Document Type: Short Communication


Department of Trauma and Orthopaedic Surgery Imperial College Healthcare NHS Trust St Mary’s Hospital.


We report our experience with a modified audit tool, the modified Cappuccini test used to assess the availability and readiness of senior and expert help and supervision for trainee anaesthetists in the operating environment.
Materials and Methods:
We sought to provide assurance as to the level of supervision for surgical and anaesthetic trainees within our organisation, a large tertiary centre in an urban environment. We would expect this to have a direct impact on patient safety in the operative environment and also on the training experience.
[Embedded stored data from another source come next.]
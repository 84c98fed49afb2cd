mod cli;

use std::fs;
use std::path::Path;
use std::process;

use anyhow::{bail, Context, Result};
use clap::Parser;
use tracing::warn;

use cli::{Cli, Commands};
use tenantimport_lib::client::{HttpGateway, ImportGateway};
use tenantimport_lib::config::Config;
use tenantimport_lib::exporters::{export_error_report_csv, export_template_csv};
use tenantimport_lib::models::Block;
use tenantimport_lib::parsers::parse_import_file;
use tenantimport_lib::reporter::{render, WizardView};
use tenantimport_lib::wizard::{run_import, ImportOutcome, ImportWizard, WizardState};

fn init_tracing(cli: &Cli) {
    let filter = if cli.quiet {
        tracing_subscriber::EnvFilter::new("off")
    } else if cli.verbose {
        tracing_subscriber::EnvFilter::try_from_default_env().unwrap_or_else(|_| "info".into())
    } else {
        tracing_subscriber::EnvFilter::new("warn")
    };

    tracing_subscriber::fmt()
        .with_env_filter(filter)
        .with_target(true)
        .with_writer(std::io::stderr)
        .init();
}

#[tokio::main]
async fn main() {
    let cli = Cli::parse();
    init_tracing(&cli);

    match run(cli).await {
        Ok(true) => {}
        Ok(false) => process::exit(1),
        Err(err) => {
            eprintln!("error: {err:#}");
            process::exit(2);
        }
    }
}

/// Returns whether the command succeeded from the user's point of view.
async fn run(cli: Cli) -> Result<bool> {
    let config_path = cli.config.as_deref();

    match cli.command {
        Commands::Check {
            file,
            blocks,
            fetch_blocks,
            errors_out,
        } => {
            let blocks = match (blocks, fetch_blocks) {
                (Some(path), _) => read_blocks(&path)?,
                (None, true) => gateway(config_path)?
                    .fetch_blocks()
                    .await
                    .context("Failed to load blocks")?,
                (None, false) => Vec::new(),
            };
            check(&file, &blocks, errors_out.as_deref())
        }

        Commands::Import { file, dry_run } => import(&file, dry_run, config_path).await,

        Commands::Init {
            base_url,
            tenant_id,
            admin_id,
            token,
            timeout_secs,
        } => {
            let path = match config_path {
                Some(path) => path.to_path_buf(),
                None => Config::default_path()?,
            };
            Config::update_api(&path, |api| {
                api.base_url = base_url;
                api.tenant_id = tenant_id;
                api.admin_id = admin_id;
                if token.is_some() {
                    api.token = token;
                }
                if let Some(secs) = timeout_secs {
                    api.timeout_secs = secs;
                }
            })?;
            println!("Configuration written to {}", path.display());
            Ok(true)
        }

        Commands::Template { out } => {
            fs::write(&out, export_template_csv()?)
                .with_context(|| format!("Failed to write '{}'", out.display()))?;
            println!("Template written to {}", out.display());
            Ok(true)
        }

        #[cfg(feature = "desktop")]
        Commands::Gui => {
            tenantimport_lib::run();
            Ok(true)
        }
    }
}

fn gateway(config_path: Option<&Path>) -> Result<HttpGateway> {
    let config = Config::resolve(config_path)?;
    Ok(HttpGateway::new(config.api_context(), config.timeout())?)
}

fn read_blocks(path: &Path) -> Result<Vec<Block>> {
    let contents = fs::read_to_string(path)
        .with_context(|| format!("Failed to read '{}'", path.display()))?;
    serde_json::from_str(&contents)
        .with_context(|| format!("Failed to parse block list '{}'", path.display()))
}

fn upload(file: &Path, blocks: &[Block]) -> Result<ImportWizard> {
    let mut wizard = ImportWizard::new();
    wizard.accept_upload(parse_import_file(file), blocks)?;
    Ok(wizard)
}

fn check(file: &Path, blocks: &[Block], errors_out: Option<&Path>) -> Result<bool> {
    let wizard = upload(file, blocks)?;
    println!("{}", render(&wizard));

    match wizard.state() {
        WizardState::Preview {
            records,
            errors,
            partition,
        } => {
            if let Some(out) = errors_out {
                fs::write(out, export_error_report_csv(records, errors)?)
                    .with_context(|| format!("Failed to write '{}'", out.display()))?;
                println!("Error report written to {}", out.display());
            }
            Ok(partition.invalid_count() == 0)
        }
        _ => Ok(false),
    }
}

async fn import(file: &Path, dry_run: bool, config_path: Option<&Path>) -> Result<bool> {
    let gateway = gateway(config_path)?;

    let blocks = match gateway.fetch_blocks().await {
        Ok(blocks) => blocks,
        Err(err) => {
            warn!(error = %err, "block list unavailable; skipping block validation");
            Vec::new()
        }
    };

    let mut wizard = upload(file, &blocks)?;
    let view = render(&wizard);
    println!("{view}");

    match view {
        WizardView::Preview(preview) if preview.can_import => {}
        WizardView::Preview(_) => bail!("there are no valid records to import"),
        _ => return Ok(false),
    }
    if dry_run {
        return Ok(true);
    }

    run_import(&mut wizard, &gateway).await?;
    println!("{}", render(&wizard));

    Ok(!matches!(
        wizard.state(),
        WizardState::Results {
            outcome: ImportOutcome::Failed(_)
        }
    ))
}
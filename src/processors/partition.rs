use std::collections::HashSet;

use serde::{Deserialize, Serialize};

use crate::models::{ParsedRecord, RowErrors};

/// Records split by validation outcome.
#[derive(Debug, Clone, Default, PartialEq, Serialize, Deserialize)]
pub struct Partition {
    pub valid: Vec<ParsedRecord>,
    pub invalid_keys: Vec<usize>,
}

impl Partition {
    pub fn valid_count(&self) -> usize {
        self.valid.len()
    }

    pub fn invalid_count(&self) -> usize {
        self.invalid_keys.len()
    }

    pub fn has_valid(&self) -> bool {
        !self.valid.is_empty()
    }
}

/// Splits `records` into those without errors and the keys of those with errors.
///
/// Pure function of its inputs; record order is preserved and error entries
/// for unknown keys or with no messages are ignored.
pub fn partition_records(records: &[ParsedRecord], errors: &[RowErrors]) -> Partition {
    let invalid: HashSet<usize> = errors
        .iter()
        .filter(|row| !row.errors.is_empty())
        .map(|row| row.row)
        .collect();

    let mut partition = Partition::default();
    for record in records {
        if invalid.contains(&record.key) {
            partition.invalid_keys.push(record.key);
        } else {
            partition.valid.push(record.clone());
        }
    }

    partition
}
We modified the Cappuccini test so that it could be used for surgical and anaesthetic trainees .Over 11 days we visited operating theatres across our institution and interviewed 195 trainees (anaesthetists and surgeons) undertaking operating lists.
96 (49.2%) anaesthetic trainees and 99 (50.8%) surgical trainees were interviewed. 166 (85.1%) trainees were being directly supervised by a consultant. 29 (14.9%) trainees were being remotely supervised without a physical consultant presence16 (55.2%) of these were anaesthetic trainees and the remainder were surgical trainees2 (6.9%) trainees stated that they were unsure who was directly supervising them. For the 29 remotely supervised trainees, we contacted 19(65.5%) supervising consultants/senior doctors all of whom were aware that they were supervising the operating list and confirmed that they were available to attend if required.
The modified Cappuccini test is a simple and helpful tool, providing assurance as to the level of and access to senior and skilled supervision in the operating theatre and with the potential to be modified and deployed in a number environments. We suggest that it is a useful proxy indicator of supervision and potentially also, patient safety in the operating theatre environment. We recommend that for operating lists which are remotely supervised, the name and method of contact for the senior supervising anaesthetist or surgeon should be explicitly stated at the beginning of each case.